La voiture fait tellement partie de notre quotidien qu’on n’a pas toujours conscience de la manière dont elle a transformé l’environnement urbain. Historien spécialisé en environnement urbain du 20e siècle, Tristan Loubes concentre ses recherches sur les nuisances générées par le développement de la circulation automobile en Europe occidentale et en Amérique du Nord, entre les années 1920 et 1980. Toulouse fait partie de ses terrains de recherche.
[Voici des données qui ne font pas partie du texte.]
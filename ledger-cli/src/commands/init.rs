//! Init command - create the ledger and bring its schema up to date

use anyhow::Result;

use ledger_core::LedgerContext;

use super::get_ledger_dir;
use crate::output;

pub fn run(json: bool) -> Result<()> {
    let ledger_dir = get_ledger_dir()?;
    let (ctx, migrations) = LedgerContext::init(&ledger_dir)?;

    if json {
        println!("{}", serde_json::to_string_pretty(&migrations)?);
        return Ok(());
    }

    let db_path = ctx.config.db_path(&ledger_dir);
    if migrations.applied.is_empty() {
        output::info(&format!("Ledger at {} is up to date", db_path.display()));
    } else {
        output::success(&format!("Initialized ledger at {}", db_path.display()));
        for name in &migrations.applied {
            println!("  applied {}", name);
        }
    }
    Ok(())
}
//! Tracing subscriber setup
//!
//! Logs go to stderr so `--json` output on stdout stays machine readable.
//! `RUST_LOG` takes precedence over `logging.level` from ledger.json.

use ledger_core::config::Config;
use tracing_subscriber::EnvFilter;

pub fn init(config: &Config) {
    let filter = EnvFilter::try_from_default_env()
        .or_else(|_| EnvFilter::try_new(&config.log_level))
        .unwrap_or_else(|_| EnvFilter::new("info"));

    let builder = tracing_subscriber::fmt()
        .with_env_filter(filter)
        .with_writer(std::io::stderr)
        .with_target(false);

    // A second init (tests, embedding) is a no-op
    let _ = if config.log_json {
        builder.json().try_init()
    } else {
        builder.compact().try_init()
    };
}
Il explique comment le développement de l’automobile est l’histoire d’un « chemin de dépendance ».
Mediacités : À quelle(s) période(s) la voiture s’est‐elle le plus développée, en France et à Toulouse ?
Tristan Loubes : Il y a eu deux périodes, d’abord dans l’entre‐deux‐guerres, où la société de consommation prend son premier pied d’appui, puis à la période des Trente glorieuses. Dans les années 1930, tout le monde cherche à se payer un poste TSF, mais on voit aussi beaucoup de publicité dans les journaux pour les voitures. Dès la fin des années 1910, les grands constructeurs sont déjà puissants. Citroën, par exemple, se paie dans le Petit Provençal, La Dépêche du Midi ou Le Midi socialiste des doubles pages hebdomadaires de publicité.
Il y a‑t‐il eu un âge d’or durant lequel l’automobile était plébiscitée sans réserve ?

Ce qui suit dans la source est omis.